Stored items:
==========
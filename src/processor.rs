use hourglass_rs::SafeTimeProvider;
use serde::{Deserialize, Serialize};
use tracing::{debug, info, warn};

use crate::config::EngineConfig;
use crate::errors::Result;
use crate::events::{Event, EventStore};
use crate::installment::{Installment, OverrideAction, Transition};
use crate::reconcile::Reconciler;
use crate::store::Store;
use crate::types::{InstallmentId, SettlementPrecedence};

#[derive(Debug, Clone, PartialEq, Eq, Serialize, Deserialize)]
#[serde(tag = "type", rename_all = "snake_case")]
pub enum ProcessorEventKind {
    ChargeSucceeded,
    ChargeFailed { reason: Option<String> },
}

/// webhook delivered by the external processor
#[derive(Debug, Clone, PartialEq, Eq, Serialize, Deserialize)]
pub struct ProcessorEvent {
    /// unique per event, repeated on redelivery
    pub event_id: String,
    /// checkout session, payment intent or charge id
    pub external_ref: String,
    /// set when the charge was created with installment metadata
    pub installment_id: Option<InstallmentId>,
    pub kind: ProcessorEventKind,
    /// other ids for the same charge, recorded on success
    #[serde(default)]
    pub related_refs: Vec<String>,
}

impl ProcessorEvent {
    pub fn succeeded(event_id: impl Into<String>, external_ref: impl Into<String>) -> Self {
        Self {
            event_id: event_id.into(),
            external_ref: external_ref.into(),
            installment_id: None,
            kind: ProcessorEventKind::ChargeSucceeded,
            related_refs: Vec::new(),
        }
    }

    pub fn failed(
        event_id: impl Into<String>,
        external_ref: impl Into<String>,
        reason: Option<String>,
    ) -> Self {
        Self {
            event_id: event_id.into(),
            external_ref: external_ref.into(),
            installment_id: None,
            kind: ProcessorEventKind::ChargeFailed { reason },
            related_refs: Vec::new(),
        }
    }

    pub fn for_installment(mut self, installment_id: InstallmentId) -> Self {
        self.installment_id = Some(installment_id);
        self
    }

    fn references(&self) -> Vec<String> {
        let mut refs = vec![self.external_ref.clone()];
        for r in &self.related_refs {
            if !refs.contains(r) {
                refs.push(r.clone());
            }
        }
        refs
    }
}

/// what handling a webhook did
#[derive(Debug, Clone, Copy, PartialEq, Eq, Serialize, Deserialize)]
#[serde(rename_all = "snake_case")]
pub enum ProcessorOutcome {
    Applied,
    /// event id seen before
    Duplicate,
    /// success for an installment that was already paid
    AlreadySettled,
    /// decline for an installment that was already paid
    IgnoredDecline,
    /// decline for an installment already marked failed
    AlreadyFailed,
    /// an administrator unmarked the installment and asked to keep it unpaid
    Suppressed,
    /// no installment matches the event
    Unmatched,
}

/// maps payment processor webhooks onto the installment state machine
///
/// Processors redeliver events, so every event id is recorded on the
/// installment inside the same atomic patch that applies it.
pub struct ProcessorEvents<'a, S: Store + ?Sized> {
    store: &'a S,
    config: &'a EngineConfig,
}

impl<'a, S: Store + ?Sized> ProcessorEvents<'a, S> {
    pub fn new(store: &'a S, config: &'a EngineConfig) -> Self {
        Self { store, config }
    }

    pub fn handle(
        &self,
        event: &ProcessorEvent,
        time_provider: &SafeTimeProvider,
        events: &mut EventStore,
    ) -> Result<ProcessorOutcome> {
        let Some(target) = self.resolve(event)? else {
            warn!(
                event_id = %event.event_id,
                external_ref = %event.external_ref,
                "processor event matches no installment"
            );
            return Ok(ProcessorOutcome::Unmatched);
        };

        let now = time_provider.now();
        let honor_suppression =
            self.config.settlement_precedence == SettlementPrecedence::HonorSuppression;
        let refs = event.references();
        let mut outcome = ProcessorOutcome::Duplicate;
        let mut was_paid = false;

        let installment = self.store.update_installment(target, &mut |i| {
            was_paid = i.is_paid();
            if i.metadata.processor_events.contains(&event.event_id) {
                outcome = ProcessorOutcome::Duplicate;
                return Ok(());
            }
            outcome = match &event.kind {
                ProcessorEventKind::ChargeSucceeded => {
                    if i.is_paid() {
                        i.settle(now, &refs);
                        ProcessorOutcome::AlreadySettled
                    } else if honor_suppression && suppressed(i) {
                        ProcessorOutcome::Suppressed
                    } else {
                        i.settle(now, &refs);
                        ProcessorOutcome::Applied
                    }
                }
                ProcessorEventKind::ChargeFailed { reason } => {
                    if i.is_paid() {
                        ProcessorOutcome::IgnoredDecline
                    } else {
                        if !i.external_refs.contains(&event.external_ref) {
                            i.external_refs.push(event.external_ref.clone());
                        }
                        match i.fail(now, reason.clone())? {
                            Transition::Applied => ProcessorOutcome::Applied,
                            Transition::Unchanged => ProcessorOutcome::AlreadyFailed,
                        }
                    }
                }
            };
            i.metadata.processor_events.push(event.event_id.clone());
            i.updated_at = now;
            Ok(())
        })?;

        match outcome {
            ProcessorOutcome::Applied => self.record_applied(event, &installment, now, events),
            ProcessorOutcome::Suppressed => {
                warn!(
                    installment_id = %target,
                    external_ref = %event.external_ref,
                    "processor settlement suppressed by manual unmark"
                );
                events.emit(Event::ProcessorSettlementSuppressed {
                    installment_id: target,
                    external_ref: event.external_ref.clone(),
                    timestamp: now,
                });
            }
            other => {
                debug!(
                    installment_id = %target,
                    event_id = %event.event_id,
                    outcome = ?other,
                    "processor event skipped"
                );
            }
        }

        if was_paid != installment.is_paid() || outcome == ProcessorOutcome::Applied {
            if self.store.payment(installment.payment_id)?.is_some() {
                Reconciler::new(self.store, self.config).reconcile_payment(
                    installment.payment_id,
                    time_provider,
                    events,
                )?;
            }
        }
        Ok(outcome)
    }

    fn resolve(&self, event: &ProcessorEvent) -> Result<Option<InstallmentId>> {
        if let Some(id) = event.installment_id {
            if self.store.installment(id)?.is_some() {
                return Ok(Some(id));
            }
        }
        for reference in event.references() {
            if let Some(inst) = self.store.installment_by_external_ref(&reference)? {
                return Ok(Some(inst.id));
            }
        }
        Ok(None)
    }

    fn record_applied(
        &self,
        event: &ProcessorEvent,
        installment: &Installment,
        now: chrono::DateTime<chrono::Utc>,
        events: &mut EventStore,
    ) {
        match &event.kind {
            ProcessorEventKind::ChargeSucceeded => {
                info!(
                    installment_id = %installment.id,
                    external_ref = %event.external_ref,
                    "processor settled installment"
                );
                events.emit(Event::InstallmentPaid {
                    installment_id: installment.id,
                    payment_id: installment.payment_id,
                    amount: installment.amount,
                    timestamp: now,
                });
            }
            ProcessorEventKind::ChargeFailed { reason } => {
                warn!(
                    installment_id = %installment.id,
                    external_ref = %event.external_ref,
                    "processor declined installment"
                );
                events.emit(Event::InstallmentFailed {
                    installment_id: installment.id,
                    reason: reason.clone(),
                    timestamp: now,
                });
            }
        }
    }
}

/// latest override is an unmark that asked to keep the installment unpaid
fn suppressed(installment: &Installment) -> bool {
    installment
        .last_override()
        .map(|o| o.action == OverrideAction::Unmarked && o.suppress_reapply)
        .unwrap_or(false)
}

#[cfg(test)]
mod tests {
    use super::*;
    use crate::decimal::Money;
    use crate::payment::ParentPayment;
    use crate::types::{InstallmentStatus, PaymentStatus};
    use crate::store::MemoryStore;
    use chrono::{DateTime, TimeZone, Utc};
    use hourglass_rs::TimeSource;
    use uuid::Uuid;

    fn start() -> DateTime<Utc> {
        Utc.with_ymd_and_hms(2024, 4, 1, 0, 0, 0).unwrap()
    }

    fn seed(store: &MemoryStore, reference: &str) -> (ParentPayment, InstallmentId) {
        let payment = ParentPayment::new(
            Uuid::new_v4(),
            Uuid::new_v4(),
            None,
            Money::from_major(60),
            start(),
            start(),
        );
        let mut inst = Installment::new(
            payment.id,
            payment.parent_id,
            None,
            1,
            1,
            payment.amount,
            start(),
            start(),
        );
        inst.external_refs.push(reference.to_string());
        let id = inst.id;
        store.insert_payment(payment.clone()).unwrap();
        store.insert_installment(inst).unwrap();
        (payment, id)
    }

    #[test]
    fn test_redelivered_success_is_duplicate() {
        let store = MemoryStore::new();
        let config = EngineConfig::default();
        let time = SafeTimeProvider::new(TimeSource::Test(start()));
        let (payment, id) = seed(&store, "cs_1");
        let handler = ProcessorEvents::new(&store, &config);
        let mut events = EventStore::new();

        let mut event = ProcessorEvent::succeeded("evt_1", "cs_1");
        event.related_refs.push("pi_1".to_string());
        assert_eq!(handler.handle(&event, &time, &mut events).unwrap(), ProcessorOutcome::Applied);
        assert_eq!(handler.handle(&event, &time, &mut events).unwrap(), ProcessorOutcome::Duplicate);

        let stored = store.installment(id).unwrap().unwrap();
        assert_eq!(stored.status, InstallmentStatus::Paid);
        assert_eq!(stored.external_refs, vec!["cs_1".to_string(), "pi_1".to_string()]);
        assert_eq!(store.payment(payment.id).unwrap().unwrap().status, PaymentStatus::Paid);
    }

    #[test]
    fn test_decline_after_settle_is_ignored() {
        let store = MemoryStore::new();
        let config = EngineConfig::default();
        let time = SafeTimeProvider::new(TimeSource::Test(start()));
        let (_, id) = seed(&store, "cs_2");
        let handler = ProcessorEvents::new(&store, &config);
        let mut events = EventStore::new();

        handler
            .handle(&ProcessorEvent::succeeded("evt_a", "cs_2"), &time, &mut events)
            .unwrap();
        let outcome = handler
            .handle(
                &ProcessorEvent::failed("evt_b", "cs_2", Some("card_declined".into())),
                &time,
                &mut events,
            )
            .unwrap();
        assert_eq!(outcome, ProcessorOutcome::IgnoredDecline);
        assert_eq!(store.installment(id).unwrap().unwrap().status, InstallmentStatus::Paid);
    }

    #[test]
    fn test_decline_marks_failed() {
        let store = MemoryStore::new();
        let config = EngineConfig::default();
        let time = SafeTimeProvider::new(TimeSource::Test(start()));
        let (payment, id) = seed(&store, "cs_3");
        let mut events = EventStore::new();

        let event = ProcessorEvent::failed("evt_c", "ignored", Some("insufficient_funds".into()))
            .for_installment(id);
        ProcessorEvents::new(&store, &config)
            .handle(&event, &time, &mut events)
            .unwrap();

        let stored = store.installment(id).unwrap().unwrap();
        assert_eq!(stored.status, InstallmentStatus::Failed);
        assert_eq!(stored.last_failure_reason.as_deref(), Some("insufficient_funds"));
        assert_eq!(store.payment(payment.id).unwrap().unwrap().status, PaymentStatus::Failed);
    }

    #[test]
    fn test_repeated_decline_is_not_reapplied() {
        let store = MemoryStore::new();
        let config = EngineConfig::default();
        let time = SafeTimeProvider::new(TimeSource::Test(start()));
        let (_, id) = seed(&store, "cs_4");
        let handler = ProcessorEvents::new(&store, &config);
        let mut events = EventStore::new();

        let first = ProcessorEvent::failed("evt_d1", "cs_4", Some("card_declined".into()));
        assert_eq!(handler.handle(&first, &time, &mut events).unwrap(), ProcessorOutcome::Applied);
        let second = ProcessorEvent::failed("evt_d2", "cs_4", Some("card_declined".into()));
        assert_eq!(
            handler.handle(&second, &time, &mut events).unwrap(),
            ProcessorOutcome::AlreadyFailed
        );

        let stored = store.installment(id).unwrap().unwrap();
        assert_eq!(stored.failure_count, 1);
        let failures = events
            .events()
            .iter()
            .filter(|e| matches!(e, Event::InstallmentFailed { .. }) && e.installment_id() == Some(id))
            .count();
        assert_eq!(failures, 1);
    }

    #[test]
    fn test_unknown_reference() {
        let store = MemoryStore::new();
        let config = EngineConfig::default();
        let time = SafeTimeProvider::new(TimeSource::Test(start()));
        let mut events = EventStore::new();
        let outcome = ProcessorEvents::new(&store, &config)
            .handle(&ProcessorEvent::succeeded("evt_x", "cs_404"), &time, &mut events)
            .unwrap();
        assert_eq!(outcome, ProcessorOutcome::Unmatched);
        assert!(events.is_empty());
    }
}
==========
Problem requirements → Your answer should be every line above that contains the word "Sized".

Solution to the exercise →
pub struct ProcessorEvents<'a, S: Store + ?Sized> {
impl<'a, S: Store + ?Sized> ProcessorEvents<'a, S> {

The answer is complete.